4.2. Hypothesis Test
- (1)
Direct effects test
The results of the firm’s internal and external support and the financial and technology-related variables on firm value are shown in
Table 3. Models 1–10 are the results of the regression of firm value on all variables separately. There was a significant positive effect of the degree of enterprise attention on the firm value in model 2 (β = 0.047,
p < 0.01), which suggested that the more importance is attached to the development of AI within the firm, the more the value of the firm can be enhanced. There was a significant positive effect of physical capital on firm value in model 3 (β = 12.481,
p < 0.01). There was a significant positive effect of structural capital on firm value in model 4 (β = 0.664,
p < 0.01). There was no significant effect of human capital on firm value in model 5 (β = 0.002,
p > 0.1). On the one hand, human capital is an essential productive asset and factor as far as enterprises are concerned. However, differences in the quality of internal personnel and the differentiation of knowledge levels can lead to the alienation of the quality of this asset, and some enterprises consider poor-quality human capital to be a heavy or inefficient asset and include it in their divestment strategies [
46]. On the other hand, the path of human capital to firm value in R&D companies is influenced by the external environment. At the beginning of a new industry or technology, human capital is essential to drive firm value through the mediated path of R&D investment [
47], but when R&D companies are marketed, redundant human capital or divided human teams can lead to barriers to the firm value. Model 6 had a significant positive effect of financial capital on firm value (β = 1.225,
p < 0.01). Model 7 had a significant positive effect of government support on firm value with a strong effect (β = 24.151,
p < 0.01). Model 8 had a significant positive effect of investment in R&D personnel on firm value (β = 0.307,
p < 0.01). Model 9 had a significant positive effect of R&D capital investment on firm value (β = 0.550,
p < 0.01). The investment of R&D personnel can bring sufficient nutrients to the enterprise’s technology research and development and provide talent reserves for the enterprise to develop various new technologies and products. In contrast, the investment of R&D funds can provide fertile soil for the enterprise’s technology research and development, support various R&D activities, improve the welfare treatment of R&D personnel, and motivate the R&D enthusiasm of R&D personnel. The two complement each other, laying a solid foundation for the enterprise’s technology research and development and innovation, thus promoting the enterprise’s value. The results of model 10 showed that the ability to innovate positively affects firm value (β = 0.003,
p < 0.01). A comparison of the regression coefficients shows that government support and physical capital investment have a more significant impact on the value of AI firms, while the impact of independent innovation capability on firm value is less prominent. The reason for this is that AI companies belong to strategic emerging industries. Therefore, the marginal contribution of independent innovation capability at the beginning of the enterprise life cycle is relatively weak. The turnover of innovation results is complex, the R&D breakthroughs are significantly blocked, and the transformation of innovation results on the ground is complex, making it difficult for enterprises to form a rapid value path through innovation power in the short term [
48]. For the private sector AI industry, political connections and government subsidies are important ways to obtain value in the early stage of the enterprise, which is also the beginning of forming a “new type of government–business relationship.” With the multi-dimensional integration of government, industry, academia, and research, the enterprise realizes the construction of a value network, laying a good foundation for later development and value enhancement [
26]. In general, the impact of capital variables on the value of AI firms is stronger than the impact of technology variables, as capital is the basis for rapid growth in the early stages of a firm, and AI firms, especially start-ups, require large amounts of capital to purchase the resources needed for the business, including the plant and various equipment needed to develop the technology.

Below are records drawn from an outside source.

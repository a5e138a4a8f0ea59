//! Triangulierung zweier ausgerichteter Punktfolgen zu einem Strip-Mesh.

use super::{Aabb, StripVertex};
use crate::core::{KernelError, KernelResult};
use crate::geometry::LanePoints;
use crate::shared::options::CURVE_UP_AXIS;
use glam::{Vec2, Vec3};

/// Fertiges Strip-Mesh (Vertices, Indizes, UVs, Normalen, Bounds).
///
/// Wird bei jeder Neuberechnung vollständig ersetzt, nie inkrementell
/// verändert.
#[derive(Debug, Clone, PartialEq)]
pub struct StripMesh {
    positions: Vec<Vec3>,
    indices: Vec<u32>,
    uvs: Vec<Vec2>,
    normals: Vec<Vec3>,
    bounds: Aabb,
}

impl StripMesh {
    /// Baut das Mesh aus linker und rechter Spur.
    ///
    /// - Vertices verschränkt: `[l0, r0, l1, r1, …]`, also `2i = l_i`, `2i+1 = r_i`
    /// - pro Quad zwei Dreiecke `(l_i, l_i+1, r_i)` und `(r_i, l_i+1, r_i+1)`,
    ///   Vorderseite zeigt bei Start→Ende / links→rechts nach oben
    /// - UV: `u = 0` links, `u = 1` rechts, `v = i / (n − 1)`
    ///
    /// Beide Seiten müssen gleich lang sein und mindestens 2 Punkte haben,
    /// sonst `DegenerateGeometry` (es entsteht kein Mesh).
    pub fn build(left: &[Vec3], right: &[Vec3]) -> KernelResult<Self> {
        if left.len() != right.len() {
            return Err(KernelError::DegenerateGeometry(format!(
                "Spurlängen unterschiedlich: links {}, rechts {}",
                left.len(),
                right.len()
            )));
        }
        let count = left.len();
        if count < 2 {
            return Err(KernelError::DegenerateGeometry(format!(
                "mindestens 2 Spurpunkte nötig, erhalten {}",
                count
            )));
        }

        let mut positions = Vec::with_capacity(count * 2);
        let mut uvs = Vec::with_capacity(count * 2);
        let last = (count - 1) as f32;
        for (i, (&l, &r)) in left.iter().zip(right).enumerate() {
            let v = i as f32 / last;
            positions.push(l);
            positions.push(r);
            uvs.push(Vec2::new(0.0, v));
            uvs.push(Vec2::new(1.0, v));
        }

        let mut indices = Vec::with_capacity((count - 1) * 6);
        for i in 0..count as u32 - 1 {
            let l0 = 2 * i;
            let r0 = l0 + 1;
            let l1 = l0 + 2;
            let r1 = l0 + 3;
            indices.extend_from_slice(&[l0, l1, r0, r0, l1, r1]);
        }

        let normals = vertex_normals(&positions, &indices);
        let bounds = Aabb::from_points(&positions);

        log::debug!(
            "Strip-Mesh: {} Vertices, {} Dreiecke",
            positions.len(),
            indices.len() / 3
        );

        Ok(Self {
            positions,
            indices,
            uvs,
            normals,
            bounds,
        })
    }

    /// Baut das Mesh aus einer gesampelten Spurpunkt-Folge.
    pub fn from_lanes(lanes: &LanePoints) -> KernelResult<Self> {
        Self::build(lanes.left(), lanes.right())
    }

    /// Vertex-Positionen (verschränkt links/rechts).
    pub fn positions(&self) -> &[Vec3] {
        &self.positions
    }

    /// Dreiecks-Indizes (3 pro Dreieck).
    pub fn indices(&self) -> &[u32] {
        &self.indices
    }

    /// Texturkoordinaten pro Vertex.
    pub fn uvs(&self) -> &[Vec2] {
        &self.uvs
    }

    /// Gemittelte Flächennormalen pro Vertex.
    pub fn normals(&self) -> &[Vec3] {
        &self.normals
    }

    /// Achsenparallele Hülle aller Vertices.
    pub fn bounds(&self) -> Aabb {
        self.bounds
    }

    /// Anzahl der Vertices.
    pub fn vertex_count(&self) -> usize {
        self.positions.len()
    }

    /// Anzahl der Dreiecke.
    pub fn triangle_count(&self) -> usize {
        self.indices.len() / 3
    }

    /// Verschränkte GPU-Vertices (Position, Normale, UV).
    pub fn vertices(&self) -> Vec<StripVertex> {
        self.positions
            .iter()
            .zip(&self.normals)
            .zip(&self.uvs)
            .map(|((p, n), uv)| StripVertex::new(*p, *n, *uv))
            .collect()
    }

    /// Index-Buffer als Bytes für den Upload.
    pub fn index_bytes(&self) -> &[u8] {
        bytemuck::cast_slice(&self.indices)
    }
}

/// Flächengewichtete Vertex-Normalen aus den fertigen Dreiecken.
fn vertex_normals(positions: &[Vec3], indices: &[u32]) -> Vec<Vec3> {
    let mut normals = vec![Vec3::ZERO; positions.len()];
    for tri in indices.chunks_exact(3) {
        let [a, b, c] = [tri[0] as usize, tri[1] as usize, tri[2] as usize];
        let face = (positions[b] - positions[a]).cross(positions[c] - positions[a]);
        normals[a] += face;
        normals[b] += face;
        normals[c] += face;
    }
    normals
        .into_iter()
        .map(|n| n.try_normalize().unwrap_or(CURVE_UP_AXIS))
        .collect()
}
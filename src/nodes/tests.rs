use super::{MarkerHost, NodeSet};
use crate::core::ControlPoints;
use crate::geometry::{LanePair, LanePoints, LaneSampler};
use crate::mesh::StripMesh;
use glam::Vec3;

/// Ereignis im Test-Host.
#[derive(Debug, Clone, PartialEq)]
enum Event {
    CreateMarker(u32),
    DestroyMarker(u32),
    CreateMesh(u32),
    DestroyMesh(u32),
}

/// Host, der fortlaufende IDs vergibt und alle Aufrufe protokolliert.
#[derive(Default)]
struct RecordingHost {
    next_id: u32,
    live: Vec<u32>,
    events: Vec<Event>,
}

impl RecordingHost {
    fn allocate(&mut self) -> u32 {
        self.next_id += 1;
        self.live.push(self.next_id);
        self.next_id
    }

    fn release(&mut self, id: u32) {
        self.live.retain(|&live| live != id);
    }
}

impl MarkerHost for RecordingHost {
    type Marker = u32;
    type Mesh = u32;

    fn create_marker(&mut self, _pair: &LanePair) -> u32 {
        let id = self.allocate();
        self.events.push(Event::CreateMarker(id));
        id
    }

    fn destroy_marker(&mut self, marker: u32) {
        self.release(marker);
        self.events.push(Event::DestroyMarker(marker));
    }

    fn create_mesh(&mut self, _mesh: StripMesh) -> u32 {
        let id = self.allocate();
        self.events.push(Event::CreateMesh(id));
        id
    }

    fn destroy_mesh(&mut self, mesh: u32) {
        self.release(mesh);
        self.events.push(Event::DestroyMesh(mesh));
    }
}

fn lanes(count: usize) -> LanePoints {
    let points = ControlPoints::line(Vec3::ZERO, Vec3::new(10.0, 0.0, 0.0), 2);
    LaneSampler::default().by_count(&points, 2.0, count).unwrap()
}

#[test]
fn test_regenerate_creates_marker_per_pair_and_mesh() {
    let mut host = RecordingHost::default();
    let mut nodes = NodeSet::new();

    nodes.regenerate(&mut host, &lanes(4)).unwrap();

    assert_eq!(nodes.marker_count(), 4);
    assert!(nodes.has_mesh());
    assert_eq!(nodes.generation(), 1);
    assert_eq!(host.live.len(), 5);
}

#[test]
fn test_regenerate_tears_down_before_creating() {
    let mut host = RecordingHost::default();
    let mut nodes = NodeSet::new();
    nodes.regenerate(&mut host, &lanes(3)).unwrap();
    let old: Vec<u32> = nodes.markers().to_vec();
    host.events.clear();

    nodes.regenerate(&mut host, &lanes(5)).unwrap();

    let first_create = host
        .events
        .iter()
        .position(|e| matches!(e, Event::CreateMarker(_) | Event::CreateMesh(_)))
        .expect("Create-Ereignis erwartet");
    let last_destroy = host
        .events
        .iter()
        .rposition(|e| matches!(e, Event::DestroyMarker(_) | Event::DestroyMesh(_)))
        .expect("Destroy-Ereignis erwartet");
    assert!(last_destroy < first_create, "Abbau muss vor Neuaufbau abgeschlossen sein");

    assert_eq!(nodes.marker_count(), 5);
    assert!(nodes.markers().iter().all(|m| !old.contains(m)));
    assert_eq!(host.live.len(), 6, "nur neue Marker + Mesh leben");
    assert_eq!(nodes.generation(), 2);
}

#[test]
fn test_failed_regenerate_keeps_previous_state() {
    let mut host = RecordingHost::default();
    let mut nodes = NodeSet::new();
    nodes.regenerate(&mut host, &lanes(3)).unwrap();
    let before = nodes.markers().to_vec();
    host.events.clear();

    let too_short = LanePoints::from_pairs(&[LanePair {
        index: 0,
        t: 0.0,
        center: Vec3::ZERO,
        left: Vec3::Z,
        right: -Vec3::Z,
    }]);
    assert!(nodes.regenerate(&mut host, &too_short).is_err());

    assert!(host.events.is_empty(), "kein Host-Aufruf bei Fehler");
    assert_eq!(nodes.markers(), before.as_slice());
    assert!(nodes.has_mesh());
    assert_eq!(nodes.generation(), 1);
}

#[test]
fn test_clear_twice_is_idempotent() {
    let mut host = RecordingHost::default();
    let mut nodes = NodeSet::new();
    nodes.regenerate(&mut host, &lanes(3)).unwrap();

    nodes.clear(&mut host);
    assert!(nodes.is_empty());
    assert!(host.live.is_empty());
    let events_after_first = host.events.len();

    nodes.clear(&mut host);
    assert!(nodes.is_empty());
    assert_eq!(host.events.len(), events_after_first);
}

#[test]
fn test_clear_on_fresh_set_does_nothing() {
    let mut host = RecordingHost::default();
    let mut nodes: NodeSet<RecordingHost> = NodeSet::default();
    nodes.clear(&mut host);
    nodes.clear(&mut host);
    assert!(nodes.is_empty());
    assert!(host.events.is_empty());
}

The results of the regression analysis of the degree of enterprise attention on capital and technology-related variables are shown in
Table 4. The independent variable in models 11–17 is the degree of enterprise attention, and the dependent variables are physical capital, structural capital, human capital, financial capital, R&D staff input, R&D fund input, and independent innovation capability. The results of models 11 to 14 show that the coefficients on the degree of enterprise attention were positive and had
p-values less than 0.01 (β > 0,
p < 0.01). The degree of enterprise attention significantly and positively affects the variables of each dimension of capital. Companies that attach sufficient importance to AI invest sufficient physical, structural, human, and financial capital to support AI development and use the capital investment to build a solid material foundation for the development and application of AI. The regression coefficients of the degree of enterprise attention in models 15 to 17 are positive, and the
p-values are less than 0.01 (β > 0,
p < 0.01). The degree of enterprise attention significantly and positively affects the variables of each dimension of technology. Companies that attach importance to AI also show their investment in technology. Companies that attach importance to AI strive to improve their soft power, invest in professional R&D staff and sufficient R&D funds in the field of AI, and at the same time improve their ability to innovate independently, develop their own patented technology, achieve independent development, and reduce the costs incurred by companies using external patents.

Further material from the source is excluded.